Other stuff to keep me busy includes electronics. Mainly I play with microcontrollers and digital circuits, but I do mess with some analog stuff at times.

I do a bunch of photography, woodworking, and fix whatever breaks on the various vehicles in the stable as required. Sometimes I watch lectures on mathematics and physics since that is cool stuff as well.

I'm a member at Calgary Protospace where I occasionally use the equipment, but I mainly enjoy being with like-minded geeky maker type people.

When the sun is shining, I try to be on my motorcycle. I had a Honda ST1100 for many years and over 120,000km, but I just moved on to a Yamaha FJR1300, which I'm starting to rack up the miles on.

I live a few km SW of the Calgary city limits, which lets me make noise and have the room to store tools and work on stuff. Some people say that he who dies with the most tools wins, but others say that it is much better to have a tool you don't need, then need a tool you don't have. I'm a little bit in both camps. I constantly fight the urge to hoard stuff (like bits of metal and wood) that will certainly be critical to some project either the day after I get rid of them, or when I still have them , but can't find them.

Anyway, that's me. It looks like an interesting set of forums, so I'm looking forward to adding my 2 cents worth occasionally.


----------



## Jwest7788 (Apr 20, 2016)

Hey @JohnW

Welcome to the forum!



JohnW said:


> consistency of honey.


Yeah, same with my lathe when I bought it, haha.
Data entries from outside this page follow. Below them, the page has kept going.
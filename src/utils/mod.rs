pub mod archive;
pub mod error;
pub mod logger;
pub mod monitor;
pub mod validation;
How do you like the FJR1300? We're talking about group rides, any interest in joining?

Great to have you on board!

JW


----------



## PeterT (Apr 20, 2016)

Welcome John. You're in good company. Take some pics of your lathe rebuild & other projects along the way for us!


----------



## JohnW (Apr 20, 2016)

I guess there is now another JW on the forum. Thanks for the greetings.
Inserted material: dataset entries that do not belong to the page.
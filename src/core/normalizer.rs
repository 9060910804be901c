//! 將上游巢狀的成績樹攤平成日期化的成績列表。
//!
//! 分級與角色名稱對照表在此集中維護；查無名稱代表上游格式已變動，
//! 直接回報錯誤而不是猜測。

use crate::domain::model::{
    DancerRecord, Division, DivisionBlock, EventOccurrence, FlatPlacement, Role,
    RolePlacementTree,
};
use crate::utils::error::{PointsError, Result};
use chrono::NaiveDate;
use serde_json::Value;

/// 名稱對照表版本，調整 [`Division`] 或 [`Role`] 名稱時遞增
pub const NAME_TABLE_VERSION: u32 = 1;

pub const DEFAULT_DANCE_STYLE: &str = "West Coast Swing";

/// 無法解析的日期一律視為 1970-01-01
pub fn sentinel_date() -> NaiveDate {
    NaiveDate::default()
}

/// 解析上游的 "Month Year" 日期，例如 "June 2019"
pub fn parse_month_year(raw: &str) -> Option<NaiveDate> {
    NaiveDate::parse_from_str(&format!("1 {}", raw.trim()), "%d %B %Y").ok()
}

pub fn parse_event_date(raw: Option<&str>) -> NaiveDate {
    raw.and_then(parse_month_year).unwrap_or_else(sentinel_date)
}

/// 與上游一致的 title case："ALL-STARS" → "All-Stars"
pub fn title_case(raw: &str) -> String {
    let mut out = String::with_capacity(raw.len());
    let mut previous_is_letter = false;
    for c in raw.chars() {
        if c.is_alphabetic() {
            if previous_is_letter {
                out.extend(c.to_lowercase());
            } else {
                out.extend(c.to_uppercase());
            }
            previous_is_letter = true;
        } else {
            out.push(c);
            previous_is_letter = false;
        }
    }
    out
}

pub fn division_from_name(name: &str) -> Result<Division> {
    let wanted = title_case(name.trim());
    Division::ALL
        .into_iter()
        .find(|d| d.name() == wanted)
        .ok_or_else(|| PointsError::UnknownDivision {
            name: name.to_string(),
        })
}

pub fn role_from_name(name: &str) -> Result<Role> {
    let wanted = title_case(name.trim());
    Role::ALL
        .into_iter()
        .find(|r| r.name() == wanted)
        .ok_or_else(|| PointsError::UnknownRole {
            name: name.to_string(),
        })
}

fn result_text(result: &Value) -> String {
    match result {
        Value::Null => String::new(),
        Value::String(s) => s.clone(),
        other => other.to_string(),
    }
}

#[derive(Debug, Clone, Default, PartialEq)]
pub struct NormalizedPlacements {
    pub placements: Vec<FlatPlacement>,
    pub events: Vec<EventOccurrence>,
    pub earliest_date: Option<NaiveDate>,
}

#[derive(Debug, Clone)]
pub struct Normalizer {
    dance_style: String,
}

impl Default for Normalizer {
    fn default() -> Self {
        Self::new(DEFAULT_DANCE_STYLE)
    }
}

impl Normalizer {
    pub fn new(dance_style: impl Into<String>) -> Self {
        Self {
            dance_style: dance_style.into(),
        }
    }

    pub fn dance_style(&self) -> &str {
        &self.dance_style
    }

    fn divisions<'a>(
        &self,
        tree: Option<&'a RolePlacementTree>,
    ) -> impl Iterator<Item = &'a DivisionBlock> + 'a {
        let style = match tree {
            Some(RolePlacementTree::Styles(styles)) => styles.get(&self.dance_style),
            _ => None,
        };
        style.into_iter().flat_map(|divisions| divisions.values())
    }

    /// 攤平單一角色的成績樹。輸出不排序，由呼叫端合併後再依日期排序
    pub fn normalize(
        &self,
        dancer_id: u64,
        tree: Option<&RolePlacementTree>,
    ) -> Result<NormalizedPlacements> {
        let mut out = NormalizedPlacements::default();

        for block in self.divisions(tree) {
            let division = division_from_name(&block.division.name)?;

            for competition in &block.competitions {
                let date = parse_event_date(competition.event.date.as_deref());
                if out.earliest_date.map_or(true, |earliest| date < earliest) {
                    out.earliest_date = Some(date);
                }

                let points = match competition.points {
                    Some(points) => points,
                    None => {
                        tracing::warn!(
                            "Missing points for dancer {} at event {}, counting as 0",
                            dancer_id,
                            competition.event.id
                        );
                        0
                    }
                };

                let role = role_from_name(&competition.role)?;

                out.events.push(EventOccurrence {
                    id: competition.event.id,
                    name: competition.event.name.clone(),
                    location: competition.event.location.clone(),
                    url: competition.event.url.clone(),
                    date,
                });
                out.placements.push(FlatPlacement {
                    role,
                    result: result_text(&competition.result),
                    points,
                    event: competition.event.id,
                    date,
                    division,
                });
            }
        }

        Ok(out)
    }

    /// 單一角色最近一次成績的日期；只讀日期，不做名稱查表
    pub fn latest_date(&self, tree: Option<&RolePlacementTree>) -> Option<NaiveDate> {
        self.divisions(tree)
            .flat_map(|block| block.competitions.iter())
            .map(|competition| parse_event_date(competition.event.date.as_deref()))
            .max()
    }

    /// 舞者兩個角色中最近一次成績的日期，沒有任何成績時為 `None`
    pub fn latest_placement_date(&self, record: &DancerRecord) -> Option<NaiveDate> {
        let leader = self.latest_date(record.leader.placements.as_ref());
        let follower = self.latest_date(record.follower.placements.as_ref());
        leader.max(follower)
    }
}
I got the FJR last spring and did 15,000km on it last year. With a few mods, I'm liking it a lot. It does not have the low centre of gravity of the ST. It is decidedly more difficulty to maneuver in a parking lot. The upgrade from around 100hp to around 150hp is certainly impressive though. The factory tires on the FJR were garbage. Once I switched to Michelin Pilot Road 4 tires with one size larger on the rear (as per an FJR forum) the handling was amazing. Count me in if you are planning any rides, I'll try to come along. If you have explored some of the back roads SW of the City, you have almost certainly driven past my place.

I have taken a few images of the lathe rebuild. I am now getting to the fun part where I am beginning to re-assemble it. I was working on modifying the chip tray this afternoon, which has helped me get practiced up with my TIG welder. The chip tray was huge, and I want to add a drawer underneath it to store chucks and such, so now the chip tray will only be a couple of inches deep, and has a slope and a drain pipe in case I put in a coolant system in the future.
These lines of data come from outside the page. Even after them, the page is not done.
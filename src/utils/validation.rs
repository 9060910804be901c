use crate::utils::error::{PointsError, Result};
use url::Url;

pub trait Validate {
    fn validate(&self) -> Result<()>;
}

pub fn validate_url(field_name: &str, url_str: &str) -> Result<()> {
    if url_str.is_empty() {
        return Err(PointsError::InvalidConfigValueError {
            field: field_name.to_string(),
            value: url_str.to_string(),
            reason: "URL cannot be empty".to_string(),
        });
    }

    match Url::parse(url_str) {
        Ok(url) => match url.scheme() {
            "http" | "https" => Ok(()),
            scheme => Err(PointsError::InvalidConfigValueError {
                field: field_name.to_string(),
                value: url_str.to_string(),
                reason: format!("Unsupported URL scheme: {}", scheme),
            }),
        },
        Err(e) => Err(PointsError::InvalidConfigValueError {
            field: field_name.to_string(),
            value: url_str.to_string(),
            reason: format!("Invalid URL format: {}", e),
        }),
    }
}

pub fn validate_path(field_name: &str, path: &str) -> Result<()> {
    if path.is_empty() {
        return Err(PointsError::InvalidConfigValueError {
            field: field_name.to_string(),
            value: path.to_string(),
            reason: "Path cannot be empty".to_string(),
        });
    }

    if path.contains('\0') {
        return Err(PointsError::InvalidConfigValueError {
            field: field_name.to_string(),
            value: path.to_string(),
            reason: "Path contains null bytes".to_string(),
        });
    }

    Ok(())
}

pub fn validate_positive_number(field_name: &str, value: u64, min_value: u64) -> Result<()> {
    if value < min_value {
        return Err(PointsError::InvalidConfigValueError {
            field: field_name.to_string(),
            value: value.to_string(),
            reason: format!("Value must be at least {}", min_value),
        });
    }
    Ok(())
}

pub fn validate_non_empty_string(field_name: &str, value: &str) -> Result<()> {
    if value.trim().is_empty() {
        return Err(PointsError::InvalidConfigValueError {
            field: field_name.to_string(),
            value: value.to_string(),
            reason: "Value cannot be empty or whitespace-only".to_string(),
        });
    }
    Ok(())
}

pub fn validate_range<T: PartialOrd + std::fmt::Display + Copy>(
    field_name: &str,
    value: T,
    min: T,
    max: T,
) -> Result<()> {
    if value < min || value > max {
        return Err(PointsError::InvalidConfigValueError {
            field: field_name.to_string(),
            value: value.to_string(),
            reason: format!("Value must be between {} and {}", min, max),
        });
    }
    Ok(())
}

#[cfg(test)]
mod tests {
    use super::*;

    #[test]
    fn test_validate_url() {
        assert!(validate_url("api_endpoint", "https://points.example.com/find").is_ok());
        assert!(validate_url("api_endpoint", "http://localhost:8080").is_ok());
        assert!(validate_url("api_endpoint", "").is_err());
        assert!(validate_url("api_endpoint", "not a url").is_err());
        assert!(validate_url("api_endpoint", "ftp://example.com").is_err());
    }

    #[test]
    fn test_validate_positive_number() {
        assert!(validate_positive_number("miss_limit", 200, 1).is_ok());
        assert!(validate_positive_number("miss_limit", 0, 1).is_err());
    }

    #[test]
    fn test_validate_range_and_strings() {
        assert!(validate_range("recency_months", 15u32, 1, 120).is_ok());
        assert!(validate_range("recency_months", 0u32, 1, 120).is_err());
        assert!(validate_non_empty_string("dance_style", "West Coast Swing").is_ok());
        assert!(validate_non_empty_string("dance_style", "   ").is_err());
        assert!(validate_path("cache_file", "").is_err());
    }
}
There will also be a bunch of electrical mods since it is a 3-ph 5hp motor, and I only have single phase power at my place. I've got a 5hp rated VFD for it, but using a VFD pretty much replaces all of the existing control wiring. I can't resist adding stuff like dynamic braking since the VFD supports it.

Anyway, I will start a new topic soon with some info on my rebuild process.


----------



## JohnW (Apr 29, 2016)

I created a new thread a few days ago to start the story of my lathe rebuild under the Current Projects forum. I did two postings with a bunch of text and images and was about to add a third, but I can't find them now. Have they been deleted for some reason, or had the site been restored from a backup or something?


----------



## Jwest7788 (May 11, 2016)

JohnW said:


> I created a new thread a few days ago to start the story of my lathe rebuild under the Current Projects forum. I did two postings with a bunch of text and images and was about to add a third, but I can't find them now. Have they been deleted for some reason, or had the site been restored from a backup or something?


Nothing like that on the forum end. Let me check into this. 

What was the thread title?


----------



## Jwest7788 (May 11, 2016)

Jwest7788 said:


> Nothing like that on the forum end. Let me check into this.
> 
> What was the thread title?


Just checking I do not see any record on another thread of yours :S

We as admins and moderators almost always just "hide from public" threads that we do not want to be there, so it leaves a record for me to follow up.

In this case, I do not see any record at all of another thread. 

Sorry John, Now sure what happened there.




JohnW said:


> I guess there is now another JW on the forum. Thanks for the greetings.
> 
> I got the FJR last spring and did 15,000km on it last year. With a few mods, I'm liking it a lot. It does not have the low centre of gravity of the ST. It is decidedly more difficulty to maneuver in a parking lot. The upgrade from around 100hp to around 150hp is certainly impressive though. The factory tires on the FJR were garbage. Once I switched to Michelin Pilot Road 4 tires with one size larger on the rear (as per an FJR forum) the handling was amazing. Count me in if you are planning any rides, I'll try to come along. If you have explored some of the back roads SW of the City, you have almost certainly driven past my place.
> 
> ...



I'm finally confirmed on the pickup date of my new XSR900, pickup Friday afternoon, so will be riding very soon here! Will make sure you get an invite too.

JW


----------



## JohnW (May 11, 2016)

I was probably titled something like "My 'New' Lathe" posted in the Current Projects forum. It had two postings (both from me), each with a couple of pictures and a bunch of text that showed me picking up my "new" used lathe with some background on the project.

Thanks for checking. I'll give it another try. it is just never as much fun typing in a story a second time.


----------



## Tom Kitta (May 15, 2016)

Welcome to the forum. I am also rebuilding an old K&T 2E mill - and the oil turned to a cake - its the coolant oil. So far my machine doesn't seem to need much work - but I will discover something when the VFD finally gets here.


----------